- Work to complete: In the entries below, find each line with the word "only" and return it.

*** Opening The records ***

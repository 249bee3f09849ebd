//! Handler serving cached report snapshots.

use axum::{
    extract::{Query, State},
    http::{HeaderValue, StatusCode, Uri, header},
    response::{IntoResponse, Response},
};
use tracing::{debug, info};

use crate::api::dto::ReportQuery;
use crate::domain::partition::{Partition, Province};
use crate::error::{AppError, TEXT_PLAIN_UTF8};
use crate::state::AppState;

/// Serves the snapshot selected by the query string and path.
///
/// # Endpoint
///
/// `GET /`, `GET /{*path}`
///
/// # Resolution
///
/// 1. `province` present but unknown → 404, empty body, no cache access
/// 2. `province` present and known → `{code}_report`
/// 3. path mentions `summary` → `summary`
/// 4. otherwise → `canada_report`
///
/// A repeated parameter resolves to its first value.
///
/// The cached text is returned byte-for-byte as `application/json`. A
/// never-populated key yields 200 with an empty body.
///
/// # Development Mode
///
/// With `?refresh`, a full refresh cycle runs before responding and the
/// response is a plain-text acknowledgement. Ignored in production.
///
/// # Errors
///
/// Returns 500 (`text/plain`) if the cache read or manual refresh fails.
pub async fn report_handler(
    State(state): State<AppState>,
    uri: Uri,
    Query(pairs): Query<Vec<(String, String)>>,
) -> Result<Response, AppError> {
    let query = ReportQuery::from_pairs(pairs);
    let partition = resolve_partition(query.province.as_deref(), uri.path())?;

    if query.refresh_requested() && state.settings.manual_refresh_enabled() {
        info!("Manual refresh requested");
        let report = state.refresh_service.run_cycle().await?;

        return Ok((
            StatusCode::OK,
            [(header::CONTENT_TYPE, HeaderValue::from_static(TEXT_PLAIN_UTF8))],
            format!("refreshed {} partitions", report.written.len()),
        )
            .into_response());
    }

    let body = state
        .snapshot_service
        .get(partition)
        .await?
        .map(|s| s.into_inner())
        .unwrap_or_default();

    Ok((
        StatusCode::OK,
        [(
            header::CONTENT_TYPE,
            HeaderValue::from_static("application/json"),
        )],
        body,
    )
        .into_response())
}

/// Maps the request's `province` parameter and path to a partition.
///
/// # Errors
///
/// Returns [`AppError::NotFound`] for a province code outside the fixed set.
pub fn resolve_partition(province: Option<&str>, path: &str) -> Result<Partition, AppError> {
    if let Some(code) = province {
        return match Province::from_code(code) {
            Some(p) => Ok(Partition::Province(p)),
            None => {
                debug!(code, "Unknown province requested");
                Err(AppError::NotFound)
            }
        };
    }

    if path.contains("summary") {
        Ok(Partition::Summary)
    } else {
        Ok(Partition::Nation)
    }
}
//! In-process cache implementation for development and tests.

use super::service::{CacheResult, CacheService};
use async_trait::async_trait;
use std::collections::HashMap;
use std::sync::RwLock;
use tracing::debug;

/// A cache backed by a `HashMap` living in process memory.
///
/// Used when Redis is not configured. Contents are lost on restart, so the
/// first refresh cycle after startup repopulates everything.
///
/// # Use Cases
///
/// - Local development without Redis
/// - Handler and service tests
#[derive(Default)]
pub struct MemoryCache {
    entries: RwLock<HashMap<String, String>>,
}

impl MemoryCache {
    /// Creates an empty MemoryCache.
    pub fn new() -> Self {
        debug!("Using MemoryCache (snapshots are not persisted)");
        Self::default()
    }

    /// Creates a MemoryCache pre-populated with `entries`.
    pub fn with_entries<I, K, V>(entries: I) -> Self
    where
        I: IntoIterator<Item = (K, V)>,
        K: Into<String>,
        V: Into<String>,
    {
        let map = entries
            .into_iter()
            .map(|(k, v)| (k.into(), v.into()))
            .collect();
        Self {
            entries: RwLock::new(map),
        }
    }

    /// Number of populated keys.
    pub fn len(&self) -> usize {
        self.entries
            .read()
            .unwrap_or_else(|e| e.into_inner())
            .len()
    }

    pub fn is_empty(&self) -> bool {
        self.len() == 0
    }
}

#[async_trait]
impl CacheService for MemoryCache {
    async fn get(&self, key: &str) -> CacheResult<Option<String>> {
        let map = self.entries.read().unwrap_or_else(|e| e.into_inner());
        Ok(map.get(key).cloned())
    }

    async fn put(&self, key: &str, value: &str) -> CacheResult<()> {
        let mut map = self.entries.write().unwrap_or_else(|e| e.into_inner());
        map.insert(key.to_string(), value.to_string());
        Ok(())
    }

    async fn health_check(&self) -> bool {
        true
    }
}
//! HTTP request/response tracing middleware.

use tower_http::LatencyUnit;
use tower_http::classify::{ServerErrorsAsFailures, SharedClassifier};
use tower_http::trace::{DefaultMakeSpan, DefaultOnFailure, DefaultOnResponse, TraceLayer};
use tracing::Level;

/// Creates a tracing middleware for HTTP requests.
///
/// Spans carry method, URI (including the `province` / `refresh` query) and
/// HTTP version. Responses are logged at `INFO` with status and latency;
/// 5xx responses are additionally logged at `ERROR`.
///
/// # Example Logs
///
/// ```text
/// INFO request{method=GET uri=/?province=bc version=HTTP/1.1}: finished processing request latency=2 ms status=200
/// INFO request{method=GET uri=/summary version=HTTP/1.1}: finished processing request latency=1 ms status=200
/// ```
pub fn layer() -> TraceLayer<SharedClassifier<ServerErrorsAsFailures>> {
    TraceLayer::new_for_http()
        .make_span_with(DefaultMakeSpan::new().level(Level::INFO))
        .on_response(
            DefaultOnResponse::new()
                .level(Level::INFO)
                .latency_unit(LatencyUnit::Millis),
        )
        .on_failure(DefaultOnFailure::new().level(Level::ERROR))
}
//! Report partitions and the cache key scheme derived from them.

use std::fmt;
use std::str::FromStr;

/// Cache key holding the national report.
pub const NATION_KEY: &str = "canada_report";

/// Cache key holding the summary report.
pub const SUMMARY_KEY: &str = "summary";

/// A Canadian province or territory tracked by the upstream API.
///
/// The set is closed: anything outside these 13 codes is not a partition.
#[derive(Debug, Clone, Copy, PartialEq, Eq, Hash)]
pub enum Province {
    Ab,
    Bc,
    Mb,
    Nb,
    Nl,
    Ns,
    Nt,
    Nu,
    On,
    Pe,
    Qc,
    Sk,
    Yt,
}

impl Province {
    /// All provinces in refresh order.
    pub const ALL: [Province; 13] = [
        Province::Ab,
        Province::Bc,
        Province::Mb,
        Province::Nb,
        Province::Nl,
        Province::Ns,
        Province::Nt,
        Province::Nu,
        Province::On,
        Province::Pe,
        Province::Qc,
        Province::Sk,
        Province::Yt,
    ];

    /// Lowercase two-letter code, as used in keys and upstream paths.
    pub fn code(self) -> &'static str {
        match self {
            Province::Ab => "ab",
            Province::Bc => "bc",
            Province::Mb => "mb",
            Province::Nb => "nb",
            Province::Nl => "nl",
            Province::Ns => "ns",
            Province::Nt => "nt",
            Province::Nu => "nu",
            Province::On => "on",
            Province::Pe => "pe",
            Province::Qc => "qc",
            Province::Sk => "sk",
            Province::Yt => "yt",
        }
    }

    /// Looks up a province by code, ignoring ASCII case.
    ///
    /// Returns `None` for anything outside the fixed code set.
    pub fn from_code(code: &str) -> Option<Self> {
        Self::ALL
            .into_iter()
            .find(|p| p.code().eq_ignore_ascii_case(code))
    }
}

impl fmt::Display for Province {
    fn fmt(&self, f: &mut fmt::Formatter<'_>) -> fmt::Result {
        f.write_str(self.code())
    }
}

/// One report bucket: the whole country, the summary, or a single province.
#[derive(Debug, Clone, Copy, PartialEq, Eq, Hash)]
pub enum Partition {
    Nation,
    Summary,
    Province(Province),
}

impl Partition {
    /// Every partition in refresh order: nation, provinces in table order, summary.
    pub fn refresh_order() -> Vec<Partition> {
        let mut partitions = Vec::with_capacity(Province::ALL.len() + 2);
        partitions.push(Partition::Nation);
        partitions.extend(Province::ALL.into_iter().map(Partition::Province));
        partitions.push(Partition::Summary);
        partitions
    }

    /// Cache key under which this partition's snapshot is stored.
    pub fn cache_key(&self) -> String {
        match self {
            Partition::Nation => NATION_KEY.to_string(),
            Partition::Summary => SUMMARY_KEY.to_string(),
            Partition::Province(p) => format!("{}_report", p.code()),
        }
    }

    /// Path of this partition's report, relative to the upstream base URL.
    pub fn upstream_path(&self) -> String {
        match self {
            Partition::Nation => "/reports".to_string(),
            Partition::Summary => "/summary".to_string(),
            Partition::Province(p) => format!("/reports/province/{}", p.code()),
        }
    }
}

impl fmt::Display for Partition {
    fn fmt(&self, f: &mut fmt::Formatter<'_>) -> fmt::Result {
        match self {
            Partition::Nation => f.write_str("nation"),
            Partition::Summary => f.write_str("summary"),
            Partition::Province(p) => write!(f, "province:{}", p),
        }
    }
}

/// Error returned when a string names no known partition.
#[derive(Debug, Clone, PartialEq, Eq, thiserror::Error)]
#[error("unknown partition: {0}")]
pub struct UnknownPartition(pub String);

impl FromStr for Partition {
    type Err = UnknownPartition;

    /// Accepts `nation`, `canada`, `summary`, or a province code.
    fn from_str(s: &str) -> Result<Self, Self::Err> {
        match s.to_ascii_lowercase().as_str() {
            "nation" | "canada" => Ok(Partition::Nation),
            "summary" => Ok(Partition::Summary),
            other => Province::from_code(other)
                .map(Partition::Province)
                .ok_or_else(|| UnknownPartition(s.to_string())),
        }
    }
}
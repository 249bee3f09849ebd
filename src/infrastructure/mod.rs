//! Infrastructure layer for external integrations.
//!
//! This layer implements interfaces defined by the domain layer, providing
//! concrete implementations for snapshot storage and upstream access.
//!
//! # Modules
//!
//! - [`cache`] - Key-value store abstractions (Redis and in-memory implementations)
//! - [`upstream`] - HTTP client for the reporting API

pub mod cache;
pub mod upstream;
//! Query parameters accepted by the report endpoint.

/// Query string of `GET /`, `GET /summary` and friends.
///
/// Parameters are kept as raw strings: an unknown province code is a 404,
/// not a deserialization failure.
#[derive(Debug, Default)]
pub struct ReportQuery {
    /// Two-letter province code, matched case-insensitively.
    pub province: Option<String>,
    /// Development-only refresh flag; `?refresh`, `?refresh=true`, `?refresh=1` all count.
    pub refresh: Option<String>,
}

impl ReportQuery {
    /// Builds the query from decoded `(name, value)` pairs.
    ///
    /// A repeated parameter keeps its first value and unknown parameters
    /// are ignored.
    pub fn from_pairs<I>(pairs: I) -> Self
    where
        I: IntoIterator<Item = (String, String)>,
    {
        let mut query = Self::default();
        for (name, value) in pairs {
            match name.as_str() {
                "province" if query.province.is_none() => query.province = Some(value),
                "refresh" if query.refresh.is_none() => query.refresh = Some(value),
                _ => {}
            }
        }
        query
    }

    /// Whether the `refresh` flag is present and not explicitly disabled.
    pub fn refresh_requested(&self) -> bool {
        match self.refresh.as_deref() {
            None => false,
            Some(v) => !(v.eq_ignore_ascii_case("false") || v == "0"),
        }
    }
}
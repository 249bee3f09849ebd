//! Domain layer: partitions, snapshots and the upstream seam.
//!
//! This module has no dependencies on infrastructure or presentation layers.
//!
//! # Architecture
//!
//! - [`partition`] - The fixed partition table and the cache key scheme
//! - [`snapshot`] - Opaque cached report payloads
//! - [`report_source`] - Trait for fetching raw reports from upstream
//!
//! # Data Flow
//!
//! 1. The scheduler ticks and calls [`crate::application::services::RefreshService`]
//! 2. Each [`partition::Partition`] is fetched through a [`report_source::ReportSource`]
//! 3. The body is stored verbatim under [`partition::Partition::cache_key`]
//! 4. The router reads it back as a [`snapshot::Snapshot`]

pub mod partition;
pub mod report_source;
pub mod snapshot;

pub use partition::{Partition, Province};
pub use snapshot::Snapshot;
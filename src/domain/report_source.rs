//! Upstream report source abstraction.

use async_trait::async_trait;

use crate::domain::partition::Partition;

/// Errors raised while fetching a report from upstream.
#[derive(Debug, thiserror::Error)]
pub enum UpstreamError {
    /// Base URL plus partition path did not form a valid URL.
    #[error("invalid upstream URL: {0}")]
    InvalidUrl(String),

    /// Upstream answered with a non-success status.
    #[error("upstream returned HTTP {status} for {url}")]
    Status { status: u16, url: String },

    /// Request did not complete within the client timeout.
    #[error("upstream request timed out: {0}")]
    Timeout(String),

    /// Connection, TLS or body read failure.
    #[error("upstream network error: {0}")]
    Network(String),
}

/// Source of raw report payloads, one per partition.
///
/// The returned text is never parsed; it is cached verbatim.
///
/// # Implementations
///
/// - [`crate::infrastructure::upstream::HttpReportSource`] - reqwest client against the upstream API
/// - Test mocks available with `cfg(test)`
#[cfg_attr(test, mockall::automock)]
#[async_trait]
pub trait ReportSource: Send + Sync {
    /// Fetches the current report body for `partition`.
    ///
    /// # Errors
    ///
    /// Returns [`UpstreamError`] on network failure or a non-success response.
    async fn fetch(&self, partition: Partition) -> Result<String, UpstreamError>;
}
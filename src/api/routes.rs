//! Report route configuration.

use crate::api::handlers::report_handler;
use crate::state::AppState;
use axum::{Router, routing::get};

/// Public report routes. No authentication.
///
/// # Endpoints
///
/// - `GET /`                   - National snapshot
/// - `GET /?province={code}`   - Province snapshot (404 for unknown codes)
/// - `GET /summary`            - Summary snapshot (any path containing `summary`)
/// - `GET /?refresh`           - On-demand refresh cycle (development only)
pub fn report_routes() -> Router<AppState> {
    Router::new()
        .route("/", get(report_handler))
        .route("/{*path}", get(report_handler))
}
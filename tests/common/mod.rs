#![allow(dead_code)]

use async_trait::async_trait;
use covid_report_worker::config::{Environment, RouterSettings};
use covid_report_worker::domain::Partition;
use covid_report_worker::domain::report_source::{ReportSource, UpstreamError};
use covid_report_worker::infrastructure::cache::{CacheResult, CacheService, MemoryCache};
use covid_report_worker::state::AppState;
use std::sync::{Arc, Mutex};

pub const PROD_ORIGIN: &str = "https://covid-r9aa.pages.dev";

/// Memory-backed cache that records every key read.
#[derive(Default)]
pub struct RecordingCache {
    inner: MemoryCache,
    reads: Mutex<Vec<String>>,
}

impl RecordingCache {
    pub fn with_entries(entries: &[(&str, &str)]) -> Self {
        Self {
            inner: MemoryCache::with_entries(entries.iter().copied()),
            reads: Mutex::new(Vec::new()),
        }
    }

    pub fn reads(&self) -> Vec<String> {
        self.reads.lock().unwrap().clone()
    }
}

#[async_trait]
impl CacheService for RecordingCache {
    async fn get(&self, key: &str) -> CacheResult<Option<String>> {
        self.reads.lock().unwrap().push(key.to_string());
        self.inner.get(key).await
    }

    async fn put(&self, key: &str, value: &str) -> CacheResult<()> {
        self.inner.put(key, value).await
    }

    async fn health_check(&self) -> bool {
        true
    }
}

/// Cache whose reads panic, to exercise the panic boundary.
pub struct PanickingCache;

#[async_trait]
impl CacheService for PanickingCache {
    async fn get(&self, key: &str) -> CacheResult<Option<String>> {
        panic!("cache exploded reading {key}");
    }

    async fn put(&self, _key: &str, _value: &str) -> CacheResult<()> {
        Ok(())
    }

    async fn health_check(&self) -> bool {
        false
    }
}

/// Report source that answers from a fixed function and counts calls.
pub struct StubSource {
    fail_at: Option<Partition>,
    calls: Mutex<Vec<Partition>>,
}

impl StubSource {
    pub fn ok() -> Self {
        Self {
            fail_at: None,
            calls: Mutex::new(Vec::new()),
        }
    }

    pub fn failing_at(partition: Partition) -> Self {
        Self {
            fail_at: Some(partition),
            calls: Mutex::new(Vec::new()),
        }
    }

    pub fn calls(&self) -> Vec<Partition> {
        self.calls.lock().unwrap().clone()
    }
}

pub fn body_for(partition: Partition) -> String {
    format!("{{\"key\":\"{}\"}}", partition.cache_key())
}

#[async_trait]
impl ReportSource for StubSource {
    async fn fetch(&self, partition: Partition) -> Result<String, UpstreamError> {
        self.calls.lock().unwrap().push(partition);
        if self.fail_at == Some(partition) {
            return Err(UpstreamError::Status {
                status: 500,
                url: format!("http://upstream.test{}", partition.upstream_path()),
            });
        }
        Ok(body_for(partition))
    }
}

pub fn settings(environment: Environment) -> RouterSettings {
    RouterSettings::new(environment, PROD_ORIGIN)
}

pub fn create_test_state(
    cache: Arc<dyn CacheService>,
    source: Arc<dyn ReportSource>,
    environment: Environment,
) -> AppState {
    AppState::new(cache, source, settings(environment))
}
#[async_trait]
impl BookingService for BookingEngine {
    async fn is_available(
        &self,
        trainer_id: i32,
        date: NaiveDate,
        start: NaiveTime,
        duration_minutes: i64,
    ) -> BookingResult<bool> {
        Ok(availability::is_available(self.repo.as_ref(), trainer_id, date, start, duration_minutes).await?)
    }

    async fn find_available(
        &self,
        date: NaiveDate,
        start: NaiveTime,
        duration_minutes: i64,
    ) -> BookingResult<Vec<Trainer>> {
        Ok(find_available_trainers(self.repo.as_ref(), date, start, duration_minutes).await?)
    }

    async fn create(&self, request: BookingRequest) -> BookingResult<Appointment> {
        if let Some(notes) = &request.notes {
            let len = notes.chars().count();
            if len > MAX_NOTES_LEN {
                return Err(BookingError::malformed(
                    "notes",
                    format!("at most {} characters allowed, got {}", MAX_NOTES_LEN, len),
                ));
            }
        }

        let service = self
            .repo
            .find_service(request.service_id)
            .await?
            .filter(|s| s.is_active)
            .ok_or(BookingError::ServiceUnavailable {
                service_id: request.service_id,
            })?;

        let now = self.now();
        let today = now.date();
        if request.date < today {
            return Err(BookingError::PastDateRejected {
                date: request.date,
                today,
            });
        }

        if self.repo.find_trainer(request.trainer_id).await?.is_none() {
            return Err(BookingError::not_found("trainer", request.trainer_id));
        }

        let duration = i64::from(service.duration_minutes);
        let slot = Slot::starting_at(request.date, request.start_time, duration)
            .ok_or_else(|| slot_unavailable(&request, duration))?;

        match check_slot(self.repo.as_ref(), request.trainer_id, &slot).await? {
            SlotCheck::Available => {}
            refused => {
                info!(
                    "Booking refused for trainer {} on {} {}-{}: {:?}",
                    request.trainer_id, slot.date, slot.start, slot.end, refused
                );
                return Err(slot_unavailable(&request, duration));
            }
        }

        let new = NewAppointment {
            user_id: request.user_id.clone(),
            trainer_id: request.trainer_id,
            service_id: service.id,
            appointment_date: slot.date,
            start_time: slot.start,
            end_time: slot.end,
            notes: request.notes.clone(),
            created_at: now,
        };

        match self.repo.insert_appointment(&new).await {
            Ok(appointment) => {
                info!(
                    "Appointment {} booked: user {} with trainer {} on {} {}-{}",
                    appointment.id,
                    appointment.user_id,
                    appointment.trainer_id,
                    appointment.appointment_date,
                    appointment.start_time,
                    appointment.end_time
                );
                Ok(appointment)
            }
            Err(RepositoryError::SlotConflict(reason)) => {
                warn!("Lost booking race for trainer {}: {}", request.trainer_id, reason);
                Err(slot_unavailable(&request, duration))
            }
            Err(err) => Err(err.into()),
        }
    }

    async fn cancel(&self, appointment_id: i32, requester: &Requester) -> BookingResult<Appointment> {
        let appointment = self.load_appointment(appointment_id).await?;
        if !requester.can_access(&appointment) {
            return Err(BookingError::Forbidden {
                user_id: requester.user_id.clone(),
                appointment_id,
            });
        }
        self.transition(appointment, Transition::Cancel).await
    }

    async fn approve(&self, appointment_id: i32) -> BookingResult<Appointment> {
        let appointment = self.load_appointment(appointment_id).await?;
        self.transition(appointment, Transition::Approve).await
    }

    async fn complete(&self, appointment_id: i32) -> BookingResult<Appointment> {
        let appointment = self.load_appointment(appointment_id).await?;
        self.transition(appointment, Transition::Complete).await
    }

    async fn user_appointments(&self, user_id: &str) -> BookingResult<Vec<Appointment>> {
        Ok(self.repo.appointments_for_user(user_id).await?)
    }

    async fn appointment_details(
        &self,
        appointment_id: i32,
        requester: &Requester,
    ) -> BookingResult<Appointment> {
        let appointment = self.load_appointment(appointment_id).await?;
        if !requester.can_access(&appointment) {
            return Err(BookingError::Forbidden {
                user_id: requester.user_id.clone(),
                appointment_id,
            });
        }
        Ok(appointment)
    }

    async fn all_appointments(&self) -> BookingResult<Vec<Appointment>> {
        Ok(self.repo.list_appointments().await?)
    }
}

*** Closing The records ***

- Result:
    /// Development-only refresh flag; `?refresh`, `?refresh=true`, `?refresh=1` all count.
/// - `GET /?refresh`           - On-demand refresh cycle (development only)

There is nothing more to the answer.